Rice production constraints in various ecologies of rice cultivation.
Abstract
Increasing incidences of multiple abiotic stresses together with increasing population are the major constraints to attain the global food security. Rice, the major staple food crop is very much prone to various abiotic and biotic stresses, which can occur one at a time or two or more together in a single crop growing season and adversely affects the rice production and productivity. The devastating effect of multiple stresses on rice crop is much more erratic and complex leading to higher losses in the crop grain yield. The concurrent occurrence of multiple streeses can destroy rice production in many of the rainfed areas of South and Southeast-Asia. Genomics-assisted breeding strategies have been instrumental in introgression of various major effect QTLs/genes into rice mega varieties and have proven successful in achieving the desired level of tolerance/resistance to various abiotic stresses in diffferent crop species. Keeping the present scenario of changing climate in mind, the chapter discusses the recent past success in combining tolerance to two or more abiotic stresses in mega rice varieties applying genomics-assisted breeding and development of high-yielding climate resilient rice through stacking of multiple genes/QTLs, which can withstand in a cascade of multiple stresses occurring regularly in rainfed environments.
Keywords
- abiotic stress
- biotic stress
- genomic-assisted breeding
- pyramiding
- QTLs
- rice
- yield
1. Introduction
Global warming and the changing climatic conditions lead to the concurrence of multiple abiotic and biotic stresses individually/or in combination [1, 2] thus adversely affecting the rice crop growth and yield [3]. The changing climate, more and more extreme weather events are increasing the probability of simultaneous multiple abiotic stresses, including extra pressure from biotic stresses. Abiotic and biotic stresses reported to have significant negative impact on rice crop survival, growth, development and yield in most parts of the world, especially the Asia and Africa [4, 5]. The abiotic stresses such as drought, salinity, cold, high temperature and heavy metals are known to influence the occurrence of biotic stresses [6, 7, 8]. The combined effect of multiple stresses may resulted the minor pests to become the potential threats in the coming future [1, 9, 10].
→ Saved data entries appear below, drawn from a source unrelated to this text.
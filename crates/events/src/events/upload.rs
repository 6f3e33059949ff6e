use lobup_types::{PipelineStage, UploadStage};
use serde::{Deserialize, Serialize};
use std::path::PathBuf;
use std::time::Duration;

/// Events emitted while a package moves through the upload pipeline
#[derive(Debug, Clone, Serialize, Deserialize)]
#[serde(tag = "type")]
pub enum UploadEvent {
    /// A pipeline run began for `archive`
    RunStarted { run_id: String, archive: PathBuf },

    StageStarted { stage: PipelineStage },

    StageCompleted {
        stage: PipelineStage,
        duration: Duration,
    },

    /// Payload located and measured; upload is about to be planned
    PayloadPrepared {
        file_name: String,
        unencrypted_size: u64,
        encrypted_size: u64,
    },

    /// Registry created an object
    RemoteObjectCreated { kind: String, id: String },

    /// One `uploadState` observation from a polling loop
    PollObserved {
        stage: UploadStage,
        attempt: u32,
        state: Option<String>,
    },

    ChunkUploaded {
        index: usize,
        total: usize,
        bytes: u64,
        attempts: u32,
    },

    ChunkRetrying {
        index: usize,
        attempt: u32,
        max_attempts: u32,
        reason: String,
        backoff: Duration,
    },

    BlockListCommitted { blocks: usize },

    RenewalStarted { elapsed: Duration },

    RenewalSucceeded,

    /// Renewal failed; `continuing` is true when the stale URI stays in use
    RenewalFailed { error: String, continuing: bool },

    /// Best-effort removal of the scratch directory failed
    ScratchCleanupFailed { path: PathBuf, error: String },

    RunCompleted { app_id: String, duration: Duration },

    RunFailed {
        stage: Option<String>,
        failure: super::FailureContext,
    },
}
The rice farming is practiced in various diverse ecological zones. The rice cultivation system in diiferent growing areas are mainly depends upon various factors such as available water, soil type, and the prevailing monsoon. Rice production faces various constraints in various ecology of rice cultivation (Table 1). Rice crop faces multiple stresses during different stages of its growth and development and around 70% reduction in yield was reported due to the occurance of abiotic stresses at different stages of growth and development [5]. Similarly, the major biotic stresses such as bacterial leaf blight, blast, brown plant hopper, brown spot, sheath blight and gall midge reported to impart severe crop yield losses or even complete crop failure during infestation [4]. The growth of rice yield has deteriorated from 2.3% per year during 1970s–1980s to about 1.5% during 1990s, and to <1% in the first decads of this present century [11]. Although the rice production has improved considerably over time but it is not sufficient to cope with the increasing demand globally [12]. The annual shortage of rice is expected to rise from 400,000 tons in 2016 to around 800,000 tons by 2030 [13].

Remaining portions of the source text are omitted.